Catalogue sommaire des peintures… (1926)

Ses ailes ouvertes remplaçant des bras, une dernière foulée la suspend au-dessus du gouffre et, dans sa face androgyne, ses yeux bleus fixent le zénith. Mais une créature éperdue, une vierge mortelle — une âme en larmes — s'est jetée d'un bond au col de la chimère qu'elle aime, abandonnant derrière soi ses terrestres voiles, rejetant la tête en arrière pour ne pas voir l'abîme béant ; un même aquilon fouette leurs chairs, et leur élan passionné les conjoint un instant en un groupe tout entier dessiné sur le ciel. Je ne connais pas, dans l'histoire de l'Art, de symbole plus net et plus sublime.
Source : Gallica

Catalogue sommaire des peintures… (1904)

Appuyé sur sa lance, le dos au roc, un pied au bord de l'abîme, l'athlète, penseur maigre et musclé, est aux prises avec la sphinge, car c'est un sphinx femelle qu'a conçu la légende thébaine. Elle s'est agrippée à lui.
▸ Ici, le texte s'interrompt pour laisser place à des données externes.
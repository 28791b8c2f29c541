use domain::entities::relocation::PostBuildStep;
use domain::ports::post_build::{PostBuildError, PostBuildRunner};
use domain::system::platform::TargetPlatform;
use std::process::Command;

/// Runs each step as a literal command line through the platform shell,
/// the way the engine build tool runs post-build steps.
pub struct ShellRunner;

impl ShellRunner {
    pub fn new() -> Self {
        Self
    }

    fn shell_for(platform: TargetPlatform) -> (&'static str, &'static str) {
        if platform.uses_windows_shell() {
            ("cmd", "/C")
        } else {
            ("sh", "-c")
        }
    }
}

impl Default for ShellRunner {
    fn default() -> Self {
        Self::new()
    }
}

// `cmd` does not understand the `\"` escaping `Command::arg` applies, so the
// line is handed over untouched.
#[cfg(windows)]
fn push_command_line(command: &mut Command, line: &str, platform: TargetPlatform) {
    use std::os::windows::process::CommandExt;

    if platform.uses_windows_shell() {
        command.raw_arg(line);
    } else {
        command.arg(line);
    }
}

#[cfg(not(windows))]
fn push_command_line(command: &mut Command, line: &str, _platform: TargetPlatform) {
    command.arg(line);
}

impl PostBuildRunner for ShellRunner {
    fn run_step(
        &self,
        index: usize,
        step: &PostBuildStep,
        platform: TargetPlatform,
    ) -> Result<(), PostBuildError> {
        let (shell, flag) = Self::shell_for(platform);
        let shell_path =
            which::which(shell).map_err(|e| PostBuildError::ShellUnavailable(format!("{}: {}", shell, e)))?;

        let command = step.command_line(platform);
        tracing::info!(step = index, %command, "Running post-build step");

        let mut shell_command = Command::new(&shell_path);
        shell_command.arg(flag);
        push_command_line(&mut shell_command, &command, platform);
        let output = shell_command
            .output()
            .map_err(|source| PostBuildError::Io {
                index,
                path: shell_path.clone(),
                source,
            })?;

        if !output.status.success() {
            if !output.stderr.is_empty() {
                tracing::error!(step = index, "{}", String::from_utf8_lossy(&output.stderr));
            }
            return Err(PostBuildError::CommandFailed {
                index,
                command,
                status: output.status.to_string(),
            });
        }

        Ok(())
    }
}

#[cfg(all(test, unix))]
mod tests {
    use super::*;
    use tempfile::tempdir;

    #[test]
    fn test_copy_and_rename_through_sh() {
        let dir = tempdir().unwrap();
        let out = dir.path().join("out");
        std::fs::create_dir(&out).unwrap();
        std::fs::write(out.join("MayaLiveLinkPlugin2022.so"), b"elf").unwrap();
        std::fs::write(out.join("MayaLiveLinkPlugin2022.pdb"), b"dbg").unwrap();
        let staging = out.join("Maya").join("2022");

        let runner = ShellRunner::new();
        runner
            .run_step(
                0,
                &PostBuildStep::CopyMatching {
                    source_dir: out.clone(),
                    base_name: "MayaLiveLinkPlugin2022".to_string(),
                    destination_dir: staging.clone(),
                },
                TargetPlatform::Linux,
            )
            .unwrap();
        assert!(staging.join("MayaLiveLinkPlugin2022.pdb").is_file());

        runner
            .run_step(
                1,
                &PostBuildStep::CopyRename {
                    from: staging.join("MayaLiveLinkPlugin2022.so"),
                    to: staging.join("MayaLiveLinkPlugin2022.plugin.so"),
                },
                TargetPlatform::Linux,
            )
            .unwrap();
        assert_eq!(
            std::fs::read(staging.join("MayaLiveLinkPlugin2022.plugin.so")).unwrap(),
            b"elf"
        );
    }

    #[test]
    fn test_copy_skips_debug_bundle_directories() {
        let dir = tempdir().unwrap();
        let out = dir.path().join("out");
        std::fs::create_dir_all(out.join("MayaLiveLinkPlugin2022.dSYM").join("Contents")).unwrap();
        std::fs::write(out.join("MayaLiveLinkPlugin2022.dylib"), b"macho").unwrap();
        let staging = out.join("Maya").join("2022");

        ShellRunner::new()
            .run_step(
                0,
                &PostBuildStep::CopyMatching {
                    source_dir: out.clone(),
                    base_name: "MayaLiveLinkPlugin2022".to_string(),
                    destination_dir: staging.clone(),
                },
                TargetPlatform::Mac,
            )
            .unwrap();

        assert!(staging.join("MayaLiveLinkPlugin2022.dylib").is_file());
        assert!(!staging.join("MayaLiveLinkPlugin2022.dSYM").exists());
    }

    #[test]
    fn test_copy_handles_spaces_and_quotes_in_names() {
        let dir = tempdir().unwrap();
        let out = dir.path().join("it's out");
        std::fs::create_dir(&out).unwrap();
        std::fs::write(out.join("My Plugin2022.so"), b"elf").unwrap();
        std::fs::write(out.join("My PluginX.so"), b"other").unwrap();
        let staging = out.join("Maya").join("2022");

        ShellRunner::new()
            .run_step(
                0,
                &PostBuildStep::CopyMatching {
                    source_dir: out.clone(),
                    base_name: "My Plugin2022".to_string(),
                    destination_dir: staging.clone(),
                },
                TargetPlatform::Linux,
            )
            .unwrap();

        assert_eq!(std::fs::read(staging.join("My Plugin2022.so")).unwrap(), b"elf");
        assert!(!staging.join("My PluginX.so").exists());
    }

    #[test]
    fn test_copy_without_matching_files_fails() {
        let dir = tempdir().unwrap();
        std::fs::create_dir(dir.path().join("MayaLiveLinkPlugin2022.dSYM")).unwrap();

        let err = ShellRunner::new()
            .run_step(
                0,
                &PostBuildStep::CopyMatching {
                    source_dir: dir.path().to_path_buf(),
                    base_name: "MayaLiveLinkPlugin2022".to_string(),
                    destination_dir: dir.path().join("staging"),
                },
                TargetPlatform::Mac,
            )
            .unwrap_err();
        assert!(matches!(err, PostBuildError::CommandFailed { index: 0, .. }));
    }

    #[test]
    fn test_failing_command_reports_exit_status() {
        let dir = tempdir().unwrap();
        let step = PostBuildStep::CopyRename {
            from: dir.path().join("missing.so"),
            to: dir.path().join("target.so"),
        };

        let err = ShellRunner::new()
            .run_step(3, &step, TargetPlatform::Linux)
            .unwrap_err();
        match err {
            PostBuildError::CommandFailed { index, command, .. } => {
                assert_eq!(index, 3);
                assert!(command.starts_with("cp -f"));
            }
            other => panic!("unexpected error: {}", other),
        }
    }
}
Ses griffes de derrière s'accrochent à ses cuisses, ses griffes de devant labourent sa poitrine, sa croupe de lionne se cambre, ses deux ailes se dressent, son sein de femme est pointe vers le cœur du héros, et son profil fuyant, ironique, agressif, l'interroge, lui pose la question.
Source : Gallica

Catalogue sommaire des peintures… (1904)

Le mince corps d'Orphée flotte, dans une position verticale, et semble dormir, comme une vierge confiante, sur l'épaule athlétique du Centaure, qui courbe sa tête attristée. Il sait le prix de son divin fardeau. Car son être, accordé à nouveau, rythme un pas adouci par les chants du poète qui n'est plus. Le Centaure pleure la mort d'Orphée et la tête d'Orphée pleure sur le Centaure. Ainsi le soleil d'une vie nouvelle se lève dans l'homme instinctif. Comprendre le poète, c'est vouloir le héros.